The same will be done for a couple of funky, brilliant born-again Christian records by Larry Norman. In fact there is only one place in the city of Vancouver where I've ever found anyone who knows Norman's work. He's another candidate for conversion beyond his own spiritual rebirth.

Amid my hundreds of cassettes and hundreds of records, I'll be able to put my favourites on a hard drive and enjoy them once again.

No, no. Don't be jealous. I'll have you over for some bruschetta and wine and we'll listen to the Motor City 5 and their late 60s screams against the establishment. "Up Against the Wall, Motherfuckers!" indeed.

xoxo

M

Tuesday, December 05, 2006

Note to Tyrants - Never Invite Banquo's Ghost to Your Dinner Party

Cauldrons boil and cauldrons bubble - Vancouver Opera's performance of Macbeth

I saw Verdi's Macbeth at the QE Saturday night. I've seen Shakespeare's Macbeth performed a little less than a dozen times, mostly horribly.

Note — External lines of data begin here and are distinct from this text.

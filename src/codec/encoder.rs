//! Encode traversal: walk a schema chain over a record and serialize it
//! into a byte sink.

use std::collections::HashMap;

use crate::codec::wire::Sink;
use crate::codec::{bit_width, plan, qualify, round_up_bits, wire, PlanError};
use crate::error::{EncodeError, SchemaError};
use crate::kind::Endian;
use crate::options::{Lazy, ReadUntil, Side};
use crate::schema::{FieldType, Node, NodeKind, Schema};
use crate::value::{Record, Value};

/// Encode a record according to `schema`.
pub fn encode(schema: &Schema, value: &Value) -> Result<Vec<u8>, SchemaError> {
    let aliases = plan(schema).map_err(|e| match e {
        PlanError::Build(b) => SchemaError::Build(b),
        PlanError::UnknownAlias(n) => SchemaError::Encode(EncodeError::UnknownAlias(n)),
    })?;
    let mut rec = match value {
        Value::Record(r) => r.clone(),
        other => {
            return Err(SchemaError::Encode(EncodeError::NotARecord {
                actual: other.type_name(),
            }))
        }
    };
    let enc = Encoder { aliases };
    let mut sink = Sink::with_capacity(schema.capacity);
    let mut path = Vec::new();
    enc.run_into(schema, &mut rec, &mut sink, &mut path)
        .map_err(SchemaError::Encode)?;
    Ok(sink.into_bytes())
}

struct Encoder {
    aliases: HashMap<String, Schema>,
}

impl Encoder {
    fn run_into(
        &self,
        schema: &Schema,
        rec: &mut Record,
        sink: &mut Sink,
        path: &mut Vec<String>,
    ) -> Result<(), EncodeError> {
        let mut run: Vec<&Node> = Vec::new();
        for node in &schema.nodes {
            match &node.kind {
                NodeKind::Bit(_) => run.push(node),
                // A nest does not break a bit run; the packed write happens
                // when the run flushes.
                NodeKind::Nest(_) => self.encode_node(node, rec, sink, path)?,
                _ => {
                    self.flush_bits(&mut run, rec, sink, path)?;
                    self.encode_node(node, rec, sink, path)?;
                }
            }
        }
        self.flush_bits(&mut run, rec, sink, path)
    }

    /// Encode one field, wrapping it in the `encoder` pre-transform: the
    /// field value is replaced for the duration of this node and restored
    /// afterwards so sibling fields see untransformed data.
    fn encode_node(
        &self,
        node: &Node,
        rec: &mut Record,
        sink: &mut Sink,
        path: &mut Vec<String>,
    ) -> Result<(), EncodeError> {
        let hook = match (&node.opts.encoder, node.name.is_empty()) {
            (Some(hook), false) => hook.clone(),
            _ => return self.encode_field(node, rec, sink, path),
        };
        let original = rec.get(&node.name).cloned();
        if let Some(orig) = &original {
            let transformed = hook(orig, rec);
            rec.insert(node.name.clone(), transformed);
        }
        let result = self.encode_field(node, rec, sink, path);
        match original {
            Some(orig) => {
                rec.insert(node.name.clone(), orig);
            }
            None => {
                rec.remove(&node.name);
            }
        }
        result
    }

    fn encode_field(
        &self,
        node: &Node,
        rec: &mut Record,
        sink: &mut Sink,
        path: &mut Vec<String>,
    ) -> Result<(), EncodeError> {
        match &node.kind {
            NodeKind::Prim(p) => {
                let value = self.field_value(node, rec, path)?;
                wire::write_prim(sink, *p, value, &node.name)
            }
            NodeKind::Str => self.encode_string(node, rec, sink, path),
            NodeKind::Buffer => {
                let value = self.field_value(node, rec, path)?;
                let bytes = value.as_bytes().ok_or_else(|| EncodeError::TypeMismatch {
                    field: qualify(path, &node.name),
                    expected: "bytes",
                    actual: value.type_name(),
                })?;
                sink.put_slice(bytes);
                Ok(())
            }
            NodeKind::Array(elem) => self.encode_array(node, elem, rec, sink, path),
            NodeKind::Choice { cases, default } => {
                self.encode_choice(node, cases, default.as_ref(), rec, sink, path)
            }
            NodeKind::Seek => {
                let n = self.eval(&node.opts.length, "length", rec)?;
                // There is no way to move backwards in a sink.
                let n = usize::try_from(n).map_err(|_| EncodeError::BadLength {
                    field: "seek".to_string(),
                    value: n,
                })?;
                sink.put_zeros(n);
                Ok(())
            }
            NodeKind::Nest(inner) => self.encode_dispatch(node, inner, rec, sink, path),
            // Pointer targets were written by whatever owns that region;
            // save_offset has nothing to write. Both are zero-width here.
            NodeKind::Pointer(_) | NodeKind::SaveOffset => Ok(()),
            // Accumulated by the chain walker; never dispatched here.
            NodeKind::Bit(_) => Ok(()),
        }
    }

    fn encode_string(
        &self,
        node: &Node,
        rec: &mut Record,
        sink: &mut Sink,
        path: &mut Vec<String>,
    ) -> Result<(), EncodeError> {
        let opts = &node.opts;
        let value = self.field_value(node, rec, path)?;
        let text = value.as_str().ok_or_else(|| EncodeError::TypeMismatch {
            field: qualify(path, &node.name),
            expected: "string",
            actual: value.type_name(),
        })?;
        let mut bytes = opts
            .encoding
            .encode(text)
            .ok_or_else(|| EncodeError::Unencodable {
                field: qualify(path, &node.name),
                encoding: opts.encoding.name(),
            })?;
        if opts.length.is_some() {
            let n = self.eval_len(&node.opts.length, &node.name, rec)?;
            if bytes.len() > n {
                bytes.truncate(n);
            } else if opts.padding == Side::Left {
                let mut padded = vec![opts.pad; n - bytes.len()];
                padded.extend_from_slice(&bytes);
                bytes = padded;
            } else {
                bytes.resize(n, opts.pad);
            }
        }
        sink.put_slice(&bytes);
        if opts.zero_terminated {
            sink.put_u8(0);
        }
        Ok(())
    }

    fn encode_array(
        &self,
        node: &Node,
        elem: &FieldType,
        rec: &mut Record,
        sink: &mut Sink,
        path: &mut Vec<String>,
    ) -> Result<(), EncodeError> {
        let value = rec.get(&node.name).ok_or_else(|| EncodeError::MissingField {
            field: qualify(path, &node.name),
        })?;
        let seq = match value {
            Value::Array(a) => a.clone(),
            Value::Map(_) => {
                return Err(EncodeError::KeyedArray {
                    field: qualify(path, &node.name),
                })
            }
            other => {
                return Err(EncodeError::TypeMismatch {
                    field: qualify(path, &node.name),
                    expected: "array",
                    actual: other.type_name(),
                })
            }
        };
        if let Some(assert) = &node.opts.assert {
            let value = Value::Array(seq.clone());
            if !assert.holds(rec, &value) {
                return Err(EncodeError::AssertFailed {
                    field: qualify(path, &node.name),
                    value: value.to_string(),
                });
            }
        }
        let limit = match &node.opts.length {
            Some(_) => {
                let n = self.eval_len(&node.opts.length, &node.name, rec)?;
                seq.len().min(n)
            }
            None => seq.len(),
        };
        // Items go through a temporary sink so length_in_bytes can trim the
        // tail before it reaches the caller's sink.
        let mut tmp = Sink::with_capacity(64);
        for item in seq.iter().take(limit) {
            self.encode_item(node, elem, item, &mut tmp, path)?;
            if let Some(pred) = &node.opts.encode_until {
                if pred(item, rec) {
                    break;
                }
            } else if let Some(ReadUntil::Until(pred)) = &node.opts.read_until {
                if pred(item, tmp.snapshot()) {
                    break;
                }
            }
        }
        if node.opts.length_in_bytes.is_some() {
            let n = self.eval_len(&node.opts.length_in_bytes, &node.name, rec)?;
            tmp.truncate(n);
        }
        sink.put_slice(tmp.snapshot());
        Ok(())
    }

    fn encode_item(
        &self,
        node: &Node,
        elem: &FieldType,
        item: &Value,
        sink: &mut Sink,
        path: &mut Vec<String>,
    ) -> Result<(), EncodeError> {
        match elem {
            FieldType::Prim(p) => wire::write_prim(sink, *p, item, &node.name),
            FieldType::Alias(name) => {
                let schema = self.alias(name)?;
                self.encode_sub(&schema, node, item, sink, path)
            }
            FieldType::Inline(schema) => self.encode_sub(schema, node, item, sink, path),
        }
    }

    /// Encode a record-valued item or branch through a sub-schema.
    fn encode_sub(
        &self,
        schema: &Schema,
        node: &Node,
        item: &Value,
        sink: &mut Sink,
        path: &mut Vec<String>,
    ) -> Result<(), EncodeError> {
        let mut sub = match item {
            Value::Record(r) => r.clone(),
            other => {
                return Err(EncodeError::TypeMismatch {
                    field: qualify(path, &node.name),
                    expected: "record",
                    actual: other.type_name(),
                })
            }
        };
        if !node.name.is_empty() {
            path.push(node.name.clone());
        }
        let result = self.run_into(schema, &mut sub, sink, path);
        if !node.name.is_empty() {
            path.pop();
        }
        result
    }

    fn encode_choice(
        &self,
        node: &Node,
        cases: &HashMap<i64, FieldType>,
        default: Option<&FieldType>,
        rec: &mut Record,
        sink: &mut Sink,
        path: &mut Vec<String>,
    ) -> Result<(), EncodeError> {
        let tag = self.eval(&node.opts.tag, "tag", rec)?;
        let chosen = cases
            .get(&tag)
            .or(default)
            .ok_or_else(|| EncodeError::UndefinedTag {
                field: qualify(path, &node.name),
                tag,
            })?;
        self.encode_dispatch(node, chosen, rec, sink, path)
    }

    /// Encode a branch/nested type from the named field, or from the
    /// current record when the node is unnamed.
    fn encode_dispatch(
        &self,
        node: &Node,
        target: &FieldType,
        rec: &mut Record,
        sink: &mut Sink,
        path: &mut Vec<String>,
    ) -> Result<(), EncodeError> {
        match target {
            FieldType::Prim(p) => {
                let value = self.field_value(node, rec, path)?;
                wire::write_prim(sink, *p, value, &node.name)
            }
            FieldType::Inline(schema) => {
                if node.name.is_empty() {
                    self.run_into(schema, rec, sink, path)
                } else {
                    let value = self.field_value(node, rec, path)?.clone();
                    self.encode_sub(schema, node, &value, sink, path)
                }
            }
            FieldType::Alias(name) => {
                let schema = self.alias(name)?;
                if node.name.is_empty() {
                    self.run_into(&schema, rec, sink, path)
                } else {
                    let value = self.field_value(node, rec, path)?.clone();
                    self.encode_sub(&schema, node, &value, sink, path)
                }
            }
        }
    }

    /// Pack an accumulated bit run into a single big-endian integer and
    /// write it out.
    fn flush_bits(
        &self,
        run: &mut Vec<&Node>,
        rec: &mut Record,
        sink: &mut Sink,
        path: &mut Vec<String>,
    ) -> Result<(), EncodeError> {
        if run.is_empty() {
            return Ok(());
        }
        let total: u32 = run.iter().map(|n| bit_width(n)).sum();
        if total > 32 {
            run.clear();
            return Err(EncodeError::BitRunTooLong { bits: total });
        }
        let rounded = round_up_bits(total);
        let mut packed = 0u32;
        let mut cum = 0u32;
        for node in run.iter() {
            let width = bit_width(node);
            let raw = self.field_value(node, rec, path)?;
            let hooked = match &node.opts.encoder {
                Some(hook) => hook(raw, rec),
                None => raw.clone(),
            };
            let v = wire::coerce_u64(&hooked).ok_or_else(|| EncodeError::TypeMismatch {
                field: qualify(path, &node.name),
                expected: "integer",
                actual: hooked.type_name(),
            })?;
            let shift = match node.endian {
                Endian::Big => rounded - cum - width,
                Endian::Little => cum,
            };
            let mask: u32 = if width == 32 { u32::MAX } else { (1u32 << width) - 1 };
            packed |= ((v as u32) & mask) << shift;
            cum += width;
        }
        wire::write_packed_bits(sink, (rounded / 8) as usize, packed);
        run.clear();
        Ok(())
    }

    /// Fetch the named field and check its assertion.
    fn field_value<'r>(
        &self,
        node: &Node,
        rec: &'r Record,
        path: &[String],
    ) -> Result<&'r Value, EncodeError> {
        let value = rec.get(&node.name).ok_or_else(|| EncodeError::MissingField {
            field: qualify(path, &node.name),
        })?;
        if let Some(assert) = &node.opts.assert {
            if !assert.holds(rec, value) {
                return Err(EncodeError::AssertFailed {
                    field: qualify(path, &node.name),
                    value: value.to_string(),
                });
            }
        }
        Ok(value)
    }

    fn alias(&self, name: &str) -> Result<Schema, EncodeError> {
        self.aliases
            .get(name)
            .cloned()
            .ok_or_else(|| EncodeError::UnknownAlias(name.to_string()))
    }

    fn eval(&self, lazy: &Option<Lazy>, what: &str, rec: &Record) -> Result<i64, EncodeError> {
        match lazy {
            Some(l) => l.eval(rec).ok_or_else(|| EncodeError::LateBound {
                name: l.describe(),
            }),
            None => Err(EncodeError::LateBound {
                name: what.to_string(),
            }),
        }
    }

    fn eval_len(
        &self,
        lazy: &Option<Lazy>,
        field: &str,
        rec: &Record,
    ) -> Result<usize, EncodeError> {
        let v = self.eval(lazy, field, rec)?;
        usize::try_from(v).map_err(|_| EncodeError::BadLength {
            field: field.to_string(),
            value: v,
        })
    }
}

The tale of Macbeth follows him on his ambitions to become King of Scotland, prodded along by his equally ambitious wife and the misunderstood prophecies of the Weird Sisters. Sure, to become Scotland's ruler he needs to kill the current king, Duncan, ambush and slaughter his best friend, Banquo, and let loose bloodshed across the lands for seventeen long years to quell criticism of his brutal rule or to compell compliance with it. And there is the niggling detail of his scruples eating away at his certainty and integrity until he goes mad, violently asserting the rightness of his actions and obsessed of his own invincibility.

And of course, he's not invincible and by tale's end Macduff has severed the tyrant's head and thrown it to the floor.

I struggle with Verdi’s version of Macbeth. At the beginning of Shakespeare’s version Macbeth has just come from the battlefield where with vigor and integrity he has slashed, hacked and gutted the enemies of his king, Duncan. Macbeth and Banquo, shoulder to shoulder, executed a traitor who had crossed sides and betrayed Duncan and his allies. Macbeth’s character is ambitious, decisive, and determined with a highly developed sense of loyalty. This isn’t a character who can’t quite decide or act; he doesn’t need his wife to drive and compel him to success.

Macbeth’s slow descent into madness comes, in my reading of his character, from violating his soldier’s honor and loyalty to Duncan; he becomes Thane of Cawdor by executing the traitor who held that title and defended Duncan and it was Duncan who honored him.

His hesitation had more to do with his scruples; the further he slid away from his honorable profession the worse his madness became, the more violent his rule, until he is completely unable to reason except by the sword. By the story’s end he his unable to do any sort of statesmanship or politicking.

Lady Macbeth is quick to urge her husband in pursuit of his ambitions but misreads her husband’s identification as an honorable soldier and so misleads him.

Lady Macbeth (who truly deserves a name of her own in both the play and the opera - I suggest Macbetty - as in The Tragedy of Macbeth and Macbetty) is far from being free of scruples, or free of humanity or driven to bloodshed through a relentless persistent ambition; she is torn over the blood 'on her hands' and finally kills herself in despair over her misdeeds.

Vancouver Opera's presentation was uneven, as is the libretto itself. The music was well presented, as usual. But I didn't like some of the lighting effects, the colour scheme, nor the colours of the costumes. The effect was not fitting for this dark tale. Other aspects - the lighting effects when the trees of Birnam Woods crowd Macbeth for example and the chorus' costumes for the slaughter of innocents - were very well done.

I sat in the best seats in the house: Row 20 - seat 144 (dress circle).

And you? What did you do this weekend?